God’s will…..My Will

Aug 18, 2013

       While I was on retreat this summer I heard about Rev. Walter Ciszek, a priest who is being considered for sainthood. One day in the library I picked up his book, He Leadeth Me, [Ignatian Press, San Francisco, 1973] which describes what he, a Polish-American Jesuit priest, learned from being a prisoner in Russia during World War II, first in solitary for five years at the infamous Lubiyanka prison in Moscow and then for fifteen years in Siberian labor camps. Although I was very mindful of the differences in our circumstances, I felt that he, with great authority because of the brutality of his treatment, captured what the basic human issue is in the relationship between man and God.

       When the KGB broke him after 5 years of solitary confinement and almost daily interrogations, this strong-minded, somewhat feisty priest was shocked that he hadn’t held out successfully against them. In assessing what went wrong he realized that he had only gone part way with God in surrendering his will, that he had continued to depend on himself at least to some extent. So he began to reformulate how he thought about his life. He decided that, for whatever reason, it was God’s will that he was in Russia, in Lubiyanka Prison and in the labor camps, that the reality of his life was just what God wanted for him at that moment in time: “Only when I had reached a point of total bankruptcy of my own powers had I at last surrendered.”[p. 78] And then he had to struggle to accept what God’s will was for him: “to discern this in every situation and circumstance, to see his will in all things, was to accept each circumstance and situation and let oneself be borne along in perfect confidence and trust. Nothing could separate me from him, because he was in all things.[p. 79 Italics added.]

        It was a struggle for him to accept God’s will. Priests were treated worse than the regular prisoners, given the worst jobs, because of the antipathy that the Soviet Union held towards religion. Each time that he was able to accept God’s will, he felt strengthened. But, “my inner struggle of soul never ceased. No matter how close to God the soul felt, how blessed it was by an awareness of his presence on occasion, the realities of life were always at hand, always demanding recognition, always demanding acceptance. I had to continuously to learn to accept God’s will—not as I wished it to be, not as it might have been, but as it actually was at the moment.” [p. 188]
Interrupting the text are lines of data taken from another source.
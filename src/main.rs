mod config;
mod decay;
mod error;
mod growth;
mod model;
mod rates;
mod report;
mod runner;
mod stats;

use crate::config::Config;
use crate::runner::ConditionRunner;
use anyhow::{Context, Result};
use clap::{Parser, Subcommand};
use std::{
    io::{self, BufWriter, Write},
    path::PathBuf,
};

#[derive(Debug, Parser)]
#[command(version, about)]
struct CLI {
    #[arg(long)]
    config: PathBuf,

    /// Also print every trajectory as tab-separated rows.
    #[arg(long)]
    series: bool,

    #[command(subcommand)]
    command: Command,
}

#[derive(Debug, Subcommand)]
enum Command {
    Decay,

    Growth,

    All,
}

fn main() {
    env_logger::Builder::new()
        .format_timestamp_millis()
        .filter_level(log::LevelFilter::Info)
        .parse_default_env()
        .init();

    if let Err(error) = run_cli() {
        log::error!("{error:#?}");
        std::process::exit(1);
    }
}

fn run_cli() -> Result<()> {
    let args = CLI::parse();
    log::info!("{args:#?}");

    let cfg = Config::from_file(&args.config).context("failed to construct cfg")?;
    log::info!("{cfg:#?}");

    let runner = ConditionRunner::new(cfg.rates.clone()).context("failed to construct runner")?;

    let decay_results = match args.command {
        Command::Decay | Command::All => {
            let sampling = cfg.decay.sampling();
            let results = runner
                .run_decay(
                    &cfg.decay.conditions,
                    cfg.decay.n_cell_init,
                    cfg.decay.t_days,
                    sampling.as_ref(),
                )
                .context("failed to run decay")?;
            Some(results)
        }
        Command::Growth => None,
    };
    let growth_results = match args.command {
        Command::Growth | Command::All => {
            let policy = cfg.growth.policy();
            let results = runner
                .run_growth(&cfg.growth.conditions, &cfg.growth.params, &policy)
                .context("failed to run growth")?;
            Some(results)
        }
        Command::Decay => None,
    };

    let stdout = io::stdout();
    let mut writer = BufWriter::new(stdout.lock());

    if let Some(results) = &decay_results {
        report::write_decay_summary(&mut writer, results)
            .context("failed to write decay summary")?;
        if args.series {
            for res in results {
                report::write_series(&mut writer, &res.label, &res.traj)
                    .context("failed to write decay series")?;
            }
        }
    }
    if let Some(results) = &growth_results {
        report::write_growth_summary(&mut writer, results)
            .context("failed to write growth summary")?;
        if args.series {
            for res in results {
                report::write_series(&mut writer, &res.label, &res.traj)
                    .context("failed to write growth series")?;
            }
        }
    }

    writer.flush().context("failed to flush writer stream")?;

    Ok(())
}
       The payoff of accepting God’s will was this: “By renouncing, finally and completely, all control of my life and future destiny, I was relieved as a consequence of all responsibility. I was freed thereby from anxiety and worry, from every tension, and could float serenely upon the tide of God’s sustaining providence in perfect peace of soul.”[p. 79-80]

        I read this book towards the end of the retreat when I was also in the throes of the Passion of Jesus. Fr. Ciszek was living what Christ also lived, death and resurrection–whether physical or metaphoric. His story has had a great influence on me and I am still pondering his circumstances and how he responded to them. I had previously given lip-service to the idea that everything in my life is willed by God, but I have never seriously entertained it until now. Now I am very aware of my reaction to this thing or that; I stop at the usual irritation or complaint and I think about God’s will and what is happening to(for?) me and I let it go. I am more conscious of my mood, more apt to take myself on when I am wishing for some other circumstance. I like the close interplay between reality and me and wonder at what God is asking of me.

I am grateful to Fr. Ciszek’s book for opening my eyes. He wrote it as one who has lived this intersection of God and man, painfully and ultimately successfully. But like all of us, it was not an easy battle. It was protracted and costly, as grace sometimes is. We prefer the easy grace, but the easy grace costs us nothing. “If you look upon sacrifice and suffering only through the eyes of reason alone, your tendency will be to avoid as much of it as you can, for pain in itself in never pleasant. But if you learn to see the role of pain and suffering in relation to God’s redemptive plan for the universe and each individual soul, your attitude must change…..You see in it a putting on of Christ in the true sense of the word. Out of this insight comes joy, and an increase of hope; out of it, too, grows compassion for others and a hope that they also may be helped to understand the true meaning of life and its trials, its joys and sufferings…The most important thing was to keep the flame of zeal burning. Hence the constant efforts to see in the pain and suffering of each day a true work of redemption, a true sharing in the saving acts of Christ.”[p. 119]

 Hear what he says about taking on ourselves: “Our primary responsibility then, the main object of all our efforts, must be the transformation of ourselves, of our hearts and our lives. Insofar as we succeed at this, we promote the spreading of God’s kingdom for by doing this, we are at the same time disposing ourselves to help others and contribute even further to the spreading of the Kingdom.”[p. 168]

 I offer up his writings as worthy of serious thought in regards to our own lives. His life was an extreme example of the hardships some of us suffer, but the suffering was redemptive for him and instructive for us. How does he challenge you? What would you need to give up to embrace God’s will, for that is what we are asked to do, I believe, to radically embrace what is in our lives.